## Task goal:
Among the records below, which lines contain the string "Span"? Report them.
################
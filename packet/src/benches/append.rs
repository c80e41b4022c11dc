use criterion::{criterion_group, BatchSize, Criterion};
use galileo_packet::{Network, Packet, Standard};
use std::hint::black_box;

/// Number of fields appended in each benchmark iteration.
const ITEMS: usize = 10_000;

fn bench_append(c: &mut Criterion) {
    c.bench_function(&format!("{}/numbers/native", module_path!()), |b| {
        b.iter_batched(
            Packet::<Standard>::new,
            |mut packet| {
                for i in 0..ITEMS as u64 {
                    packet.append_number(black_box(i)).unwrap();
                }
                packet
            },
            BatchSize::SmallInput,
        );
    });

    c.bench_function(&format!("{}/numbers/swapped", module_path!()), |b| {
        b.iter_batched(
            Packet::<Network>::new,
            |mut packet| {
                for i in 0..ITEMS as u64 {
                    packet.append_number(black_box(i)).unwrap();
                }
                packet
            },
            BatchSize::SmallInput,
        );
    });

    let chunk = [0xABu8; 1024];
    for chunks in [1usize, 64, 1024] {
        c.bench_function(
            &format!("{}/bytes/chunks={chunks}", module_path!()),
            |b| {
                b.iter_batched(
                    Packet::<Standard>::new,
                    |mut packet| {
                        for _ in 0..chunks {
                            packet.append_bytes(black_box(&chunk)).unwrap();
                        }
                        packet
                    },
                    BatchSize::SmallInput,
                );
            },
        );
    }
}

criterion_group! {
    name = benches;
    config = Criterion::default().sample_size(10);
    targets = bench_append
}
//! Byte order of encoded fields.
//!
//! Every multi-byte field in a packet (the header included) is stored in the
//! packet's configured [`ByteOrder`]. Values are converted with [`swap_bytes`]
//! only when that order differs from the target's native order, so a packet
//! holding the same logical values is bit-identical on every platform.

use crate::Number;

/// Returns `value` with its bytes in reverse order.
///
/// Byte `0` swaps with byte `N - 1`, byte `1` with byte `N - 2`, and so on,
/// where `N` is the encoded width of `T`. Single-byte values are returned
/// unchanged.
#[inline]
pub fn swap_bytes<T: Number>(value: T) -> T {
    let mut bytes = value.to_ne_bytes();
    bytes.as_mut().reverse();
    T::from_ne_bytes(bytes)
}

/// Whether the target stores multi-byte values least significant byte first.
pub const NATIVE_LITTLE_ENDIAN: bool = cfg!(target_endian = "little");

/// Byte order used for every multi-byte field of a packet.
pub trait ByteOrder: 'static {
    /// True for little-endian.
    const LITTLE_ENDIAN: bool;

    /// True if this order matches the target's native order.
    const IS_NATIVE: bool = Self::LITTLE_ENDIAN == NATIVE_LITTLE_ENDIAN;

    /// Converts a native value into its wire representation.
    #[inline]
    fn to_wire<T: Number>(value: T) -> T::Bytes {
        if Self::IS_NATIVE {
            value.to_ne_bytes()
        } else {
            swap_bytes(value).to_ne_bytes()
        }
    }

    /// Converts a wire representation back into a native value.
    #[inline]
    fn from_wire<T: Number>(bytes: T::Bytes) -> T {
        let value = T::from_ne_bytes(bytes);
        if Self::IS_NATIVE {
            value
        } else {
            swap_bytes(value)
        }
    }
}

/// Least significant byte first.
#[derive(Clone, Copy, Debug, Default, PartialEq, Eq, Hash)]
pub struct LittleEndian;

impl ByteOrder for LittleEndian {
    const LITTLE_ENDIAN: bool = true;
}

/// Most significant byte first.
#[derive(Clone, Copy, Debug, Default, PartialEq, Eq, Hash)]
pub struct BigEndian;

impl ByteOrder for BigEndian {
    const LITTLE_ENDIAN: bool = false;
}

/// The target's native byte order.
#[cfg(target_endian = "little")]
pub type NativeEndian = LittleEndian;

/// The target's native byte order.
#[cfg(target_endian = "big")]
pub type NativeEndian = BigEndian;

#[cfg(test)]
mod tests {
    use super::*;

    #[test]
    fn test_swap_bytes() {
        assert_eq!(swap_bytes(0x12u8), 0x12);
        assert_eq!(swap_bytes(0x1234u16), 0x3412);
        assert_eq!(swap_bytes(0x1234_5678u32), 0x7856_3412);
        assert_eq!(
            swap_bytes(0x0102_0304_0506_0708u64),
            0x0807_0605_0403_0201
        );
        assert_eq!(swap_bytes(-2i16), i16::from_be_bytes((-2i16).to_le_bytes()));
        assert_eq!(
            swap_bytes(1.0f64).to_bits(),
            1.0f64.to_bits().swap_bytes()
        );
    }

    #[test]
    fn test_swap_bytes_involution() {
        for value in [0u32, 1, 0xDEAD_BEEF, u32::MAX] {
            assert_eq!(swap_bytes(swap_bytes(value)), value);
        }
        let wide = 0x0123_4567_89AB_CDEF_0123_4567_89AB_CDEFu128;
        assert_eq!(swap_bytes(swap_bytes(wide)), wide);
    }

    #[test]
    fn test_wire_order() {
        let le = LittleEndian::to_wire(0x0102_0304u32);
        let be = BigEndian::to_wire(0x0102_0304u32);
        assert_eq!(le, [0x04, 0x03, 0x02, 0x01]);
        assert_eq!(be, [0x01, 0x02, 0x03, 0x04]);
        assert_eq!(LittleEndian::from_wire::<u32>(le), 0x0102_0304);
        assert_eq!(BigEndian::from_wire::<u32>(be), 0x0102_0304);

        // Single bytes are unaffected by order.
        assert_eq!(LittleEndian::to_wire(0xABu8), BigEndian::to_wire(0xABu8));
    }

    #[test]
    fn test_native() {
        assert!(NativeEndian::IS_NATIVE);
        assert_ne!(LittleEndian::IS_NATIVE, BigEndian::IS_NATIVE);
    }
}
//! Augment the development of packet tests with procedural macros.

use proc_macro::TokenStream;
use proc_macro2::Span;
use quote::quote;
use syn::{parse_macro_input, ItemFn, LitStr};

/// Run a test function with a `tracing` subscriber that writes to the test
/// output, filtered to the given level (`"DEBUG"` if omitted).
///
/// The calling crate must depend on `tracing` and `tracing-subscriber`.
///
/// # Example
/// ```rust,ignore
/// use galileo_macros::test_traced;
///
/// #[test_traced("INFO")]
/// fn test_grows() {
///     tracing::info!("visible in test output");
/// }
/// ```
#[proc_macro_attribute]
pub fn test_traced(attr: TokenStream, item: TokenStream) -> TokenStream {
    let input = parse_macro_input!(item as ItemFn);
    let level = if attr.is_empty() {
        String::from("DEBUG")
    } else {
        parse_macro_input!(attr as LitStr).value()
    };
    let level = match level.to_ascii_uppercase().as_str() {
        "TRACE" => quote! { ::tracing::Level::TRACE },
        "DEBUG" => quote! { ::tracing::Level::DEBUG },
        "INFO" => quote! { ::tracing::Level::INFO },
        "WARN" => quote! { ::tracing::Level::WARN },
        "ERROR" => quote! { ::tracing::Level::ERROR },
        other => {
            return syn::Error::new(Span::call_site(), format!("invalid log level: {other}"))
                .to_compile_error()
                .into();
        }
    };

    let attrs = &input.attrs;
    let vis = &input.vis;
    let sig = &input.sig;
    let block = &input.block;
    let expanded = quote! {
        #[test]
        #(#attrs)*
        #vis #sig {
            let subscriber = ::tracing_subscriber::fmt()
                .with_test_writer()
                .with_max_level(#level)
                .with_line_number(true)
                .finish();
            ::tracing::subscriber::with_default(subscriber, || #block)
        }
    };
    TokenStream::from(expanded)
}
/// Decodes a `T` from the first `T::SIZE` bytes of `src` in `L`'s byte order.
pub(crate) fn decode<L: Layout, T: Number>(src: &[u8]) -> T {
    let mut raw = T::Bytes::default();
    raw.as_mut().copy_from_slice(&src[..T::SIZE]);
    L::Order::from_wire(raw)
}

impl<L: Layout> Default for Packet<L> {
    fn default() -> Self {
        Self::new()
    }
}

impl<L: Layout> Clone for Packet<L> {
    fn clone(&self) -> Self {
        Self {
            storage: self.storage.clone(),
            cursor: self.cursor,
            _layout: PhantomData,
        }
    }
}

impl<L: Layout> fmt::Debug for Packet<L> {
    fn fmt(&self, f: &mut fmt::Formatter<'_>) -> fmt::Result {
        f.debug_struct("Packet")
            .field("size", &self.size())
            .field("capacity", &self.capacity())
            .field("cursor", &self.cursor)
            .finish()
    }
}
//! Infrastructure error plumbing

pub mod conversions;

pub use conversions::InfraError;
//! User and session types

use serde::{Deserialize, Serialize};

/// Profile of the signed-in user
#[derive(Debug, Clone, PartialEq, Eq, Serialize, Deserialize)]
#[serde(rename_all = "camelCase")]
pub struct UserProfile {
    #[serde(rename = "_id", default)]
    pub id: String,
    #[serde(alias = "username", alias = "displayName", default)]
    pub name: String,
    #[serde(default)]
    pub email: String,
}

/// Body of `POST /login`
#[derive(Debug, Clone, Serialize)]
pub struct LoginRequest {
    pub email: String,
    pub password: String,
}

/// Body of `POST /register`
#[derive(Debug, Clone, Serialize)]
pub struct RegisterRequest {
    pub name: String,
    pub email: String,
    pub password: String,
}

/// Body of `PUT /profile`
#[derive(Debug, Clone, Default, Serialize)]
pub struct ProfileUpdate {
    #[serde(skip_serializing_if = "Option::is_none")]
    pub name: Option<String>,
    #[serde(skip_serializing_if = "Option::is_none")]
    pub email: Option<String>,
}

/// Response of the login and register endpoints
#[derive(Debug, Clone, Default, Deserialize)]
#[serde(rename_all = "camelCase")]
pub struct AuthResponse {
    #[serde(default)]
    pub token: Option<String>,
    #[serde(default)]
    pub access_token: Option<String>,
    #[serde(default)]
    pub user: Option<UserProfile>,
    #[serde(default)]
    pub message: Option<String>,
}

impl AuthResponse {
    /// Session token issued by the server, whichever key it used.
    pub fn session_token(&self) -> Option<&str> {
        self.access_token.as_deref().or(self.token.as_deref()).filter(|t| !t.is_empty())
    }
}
################
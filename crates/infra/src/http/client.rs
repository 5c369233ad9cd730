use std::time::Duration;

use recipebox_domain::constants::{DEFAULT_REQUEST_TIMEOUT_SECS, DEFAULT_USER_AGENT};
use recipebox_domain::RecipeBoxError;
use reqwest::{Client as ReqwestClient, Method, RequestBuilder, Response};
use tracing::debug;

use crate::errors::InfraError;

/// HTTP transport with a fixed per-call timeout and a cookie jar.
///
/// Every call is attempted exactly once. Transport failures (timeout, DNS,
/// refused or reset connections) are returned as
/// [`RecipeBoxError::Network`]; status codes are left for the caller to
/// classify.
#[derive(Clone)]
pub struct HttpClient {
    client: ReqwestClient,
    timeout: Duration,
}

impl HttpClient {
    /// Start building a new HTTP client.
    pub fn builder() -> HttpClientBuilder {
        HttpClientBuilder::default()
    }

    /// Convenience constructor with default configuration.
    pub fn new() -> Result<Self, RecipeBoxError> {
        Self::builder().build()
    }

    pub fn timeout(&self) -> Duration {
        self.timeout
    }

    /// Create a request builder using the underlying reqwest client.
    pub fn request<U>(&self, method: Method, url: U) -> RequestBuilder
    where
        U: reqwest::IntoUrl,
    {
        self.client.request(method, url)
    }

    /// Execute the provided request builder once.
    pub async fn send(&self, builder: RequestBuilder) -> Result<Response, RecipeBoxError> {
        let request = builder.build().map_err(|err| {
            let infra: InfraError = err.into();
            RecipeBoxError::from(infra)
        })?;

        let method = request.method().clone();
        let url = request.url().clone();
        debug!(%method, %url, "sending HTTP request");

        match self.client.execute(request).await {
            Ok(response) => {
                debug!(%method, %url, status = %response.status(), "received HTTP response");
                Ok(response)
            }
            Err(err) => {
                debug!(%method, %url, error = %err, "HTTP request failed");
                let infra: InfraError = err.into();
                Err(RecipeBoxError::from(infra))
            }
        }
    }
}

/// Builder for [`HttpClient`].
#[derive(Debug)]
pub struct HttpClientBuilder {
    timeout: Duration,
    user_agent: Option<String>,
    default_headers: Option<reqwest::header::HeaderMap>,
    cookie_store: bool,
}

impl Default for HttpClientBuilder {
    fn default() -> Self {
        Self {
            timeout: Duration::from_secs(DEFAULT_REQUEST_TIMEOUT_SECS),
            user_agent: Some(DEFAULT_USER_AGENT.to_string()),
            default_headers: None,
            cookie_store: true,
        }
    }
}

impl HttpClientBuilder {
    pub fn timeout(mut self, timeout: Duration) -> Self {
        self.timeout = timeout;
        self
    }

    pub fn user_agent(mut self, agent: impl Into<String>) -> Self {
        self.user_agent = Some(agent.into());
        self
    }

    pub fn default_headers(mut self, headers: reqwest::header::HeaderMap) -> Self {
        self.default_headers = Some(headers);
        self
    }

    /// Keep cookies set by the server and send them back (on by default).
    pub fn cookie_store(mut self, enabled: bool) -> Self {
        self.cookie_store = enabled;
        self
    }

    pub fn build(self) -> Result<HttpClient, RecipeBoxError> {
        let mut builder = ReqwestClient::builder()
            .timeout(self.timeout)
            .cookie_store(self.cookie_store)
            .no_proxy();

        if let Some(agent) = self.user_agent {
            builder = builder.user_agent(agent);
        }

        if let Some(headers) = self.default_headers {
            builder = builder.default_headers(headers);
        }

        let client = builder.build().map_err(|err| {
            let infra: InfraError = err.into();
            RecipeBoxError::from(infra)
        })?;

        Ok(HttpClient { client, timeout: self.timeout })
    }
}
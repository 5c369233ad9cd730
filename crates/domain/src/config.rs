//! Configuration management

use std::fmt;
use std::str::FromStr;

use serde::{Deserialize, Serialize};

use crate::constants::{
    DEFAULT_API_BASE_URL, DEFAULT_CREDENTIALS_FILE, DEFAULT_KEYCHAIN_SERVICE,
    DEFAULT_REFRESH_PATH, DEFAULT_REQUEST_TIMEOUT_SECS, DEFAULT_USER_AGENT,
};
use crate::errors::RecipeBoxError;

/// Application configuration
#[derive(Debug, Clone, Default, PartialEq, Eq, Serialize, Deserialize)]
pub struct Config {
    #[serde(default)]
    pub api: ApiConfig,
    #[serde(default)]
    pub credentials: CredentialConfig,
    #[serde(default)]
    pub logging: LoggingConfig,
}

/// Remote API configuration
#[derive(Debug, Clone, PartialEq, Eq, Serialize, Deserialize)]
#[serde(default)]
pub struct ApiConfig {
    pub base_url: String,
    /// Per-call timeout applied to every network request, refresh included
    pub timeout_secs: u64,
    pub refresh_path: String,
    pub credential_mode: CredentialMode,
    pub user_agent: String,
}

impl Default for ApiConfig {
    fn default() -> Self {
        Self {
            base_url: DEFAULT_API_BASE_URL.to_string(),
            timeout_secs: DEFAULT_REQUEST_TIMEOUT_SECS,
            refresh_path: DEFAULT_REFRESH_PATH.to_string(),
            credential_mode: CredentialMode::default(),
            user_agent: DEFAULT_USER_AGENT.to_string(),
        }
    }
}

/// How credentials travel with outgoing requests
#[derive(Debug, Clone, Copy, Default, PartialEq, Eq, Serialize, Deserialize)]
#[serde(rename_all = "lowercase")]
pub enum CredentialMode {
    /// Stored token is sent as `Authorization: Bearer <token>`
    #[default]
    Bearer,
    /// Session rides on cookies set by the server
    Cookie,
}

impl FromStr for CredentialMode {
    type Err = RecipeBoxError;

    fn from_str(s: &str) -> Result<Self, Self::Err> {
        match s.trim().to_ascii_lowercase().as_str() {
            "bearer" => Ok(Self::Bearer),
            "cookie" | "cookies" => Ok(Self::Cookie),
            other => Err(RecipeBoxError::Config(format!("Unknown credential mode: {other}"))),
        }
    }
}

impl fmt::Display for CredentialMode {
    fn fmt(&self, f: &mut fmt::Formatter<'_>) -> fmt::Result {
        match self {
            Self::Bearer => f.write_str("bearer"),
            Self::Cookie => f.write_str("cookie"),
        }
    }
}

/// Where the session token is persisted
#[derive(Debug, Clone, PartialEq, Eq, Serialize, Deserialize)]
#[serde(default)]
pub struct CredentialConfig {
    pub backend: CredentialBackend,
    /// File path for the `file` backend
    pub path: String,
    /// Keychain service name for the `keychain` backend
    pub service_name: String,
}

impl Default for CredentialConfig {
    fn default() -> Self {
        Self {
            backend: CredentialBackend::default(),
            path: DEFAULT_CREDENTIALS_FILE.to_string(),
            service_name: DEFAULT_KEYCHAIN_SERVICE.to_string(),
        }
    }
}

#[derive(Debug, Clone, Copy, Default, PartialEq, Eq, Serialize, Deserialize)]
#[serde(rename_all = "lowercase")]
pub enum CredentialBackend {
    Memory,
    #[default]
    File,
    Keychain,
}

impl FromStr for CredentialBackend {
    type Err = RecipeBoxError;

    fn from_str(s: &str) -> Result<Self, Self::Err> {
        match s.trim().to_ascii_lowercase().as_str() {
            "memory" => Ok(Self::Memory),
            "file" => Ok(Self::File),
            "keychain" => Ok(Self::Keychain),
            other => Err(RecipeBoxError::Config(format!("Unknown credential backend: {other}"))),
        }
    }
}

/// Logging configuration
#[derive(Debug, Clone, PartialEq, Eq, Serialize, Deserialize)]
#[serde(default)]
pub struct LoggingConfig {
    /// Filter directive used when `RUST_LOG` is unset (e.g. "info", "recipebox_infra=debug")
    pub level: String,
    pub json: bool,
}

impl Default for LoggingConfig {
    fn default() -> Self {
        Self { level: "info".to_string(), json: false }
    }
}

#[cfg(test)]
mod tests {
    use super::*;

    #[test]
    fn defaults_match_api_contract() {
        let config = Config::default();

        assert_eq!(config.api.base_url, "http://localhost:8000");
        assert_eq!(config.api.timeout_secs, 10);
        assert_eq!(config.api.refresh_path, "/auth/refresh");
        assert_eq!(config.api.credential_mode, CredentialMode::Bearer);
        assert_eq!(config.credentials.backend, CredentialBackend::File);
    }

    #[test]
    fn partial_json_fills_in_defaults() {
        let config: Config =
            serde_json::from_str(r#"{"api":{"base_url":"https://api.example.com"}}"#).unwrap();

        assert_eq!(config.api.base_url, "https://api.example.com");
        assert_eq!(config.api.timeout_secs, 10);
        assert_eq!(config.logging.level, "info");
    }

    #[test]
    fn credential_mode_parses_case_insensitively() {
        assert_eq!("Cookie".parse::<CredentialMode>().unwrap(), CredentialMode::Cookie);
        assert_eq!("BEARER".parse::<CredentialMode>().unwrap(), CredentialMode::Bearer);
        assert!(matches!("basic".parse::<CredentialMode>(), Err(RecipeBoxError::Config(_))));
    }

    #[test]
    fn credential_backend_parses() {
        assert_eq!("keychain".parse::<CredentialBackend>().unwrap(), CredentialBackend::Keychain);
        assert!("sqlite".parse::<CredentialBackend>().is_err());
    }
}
################
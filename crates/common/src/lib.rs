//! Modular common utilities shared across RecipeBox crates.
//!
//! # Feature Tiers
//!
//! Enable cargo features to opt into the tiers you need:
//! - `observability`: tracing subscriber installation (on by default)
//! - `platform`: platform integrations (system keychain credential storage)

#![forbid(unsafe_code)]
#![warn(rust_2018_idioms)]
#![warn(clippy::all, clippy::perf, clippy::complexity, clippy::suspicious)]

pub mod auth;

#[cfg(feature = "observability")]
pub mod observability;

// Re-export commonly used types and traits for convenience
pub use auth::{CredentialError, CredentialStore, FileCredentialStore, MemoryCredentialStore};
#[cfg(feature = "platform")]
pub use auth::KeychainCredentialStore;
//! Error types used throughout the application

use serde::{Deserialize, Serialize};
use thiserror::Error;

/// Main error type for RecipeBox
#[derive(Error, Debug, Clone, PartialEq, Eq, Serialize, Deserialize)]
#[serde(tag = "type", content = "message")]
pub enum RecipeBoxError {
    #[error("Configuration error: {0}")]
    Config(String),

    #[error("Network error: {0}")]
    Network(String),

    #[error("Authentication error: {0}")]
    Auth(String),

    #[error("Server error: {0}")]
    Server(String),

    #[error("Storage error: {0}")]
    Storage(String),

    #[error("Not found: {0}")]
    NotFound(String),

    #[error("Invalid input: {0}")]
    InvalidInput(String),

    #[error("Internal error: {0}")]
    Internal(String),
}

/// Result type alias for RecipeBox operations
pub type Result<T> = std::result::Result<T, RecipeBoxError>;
################
## Your response:
use proc_macro2::Span;
            return syn::Error::new(Span::call_site(), format!("invalid log level: {other}"))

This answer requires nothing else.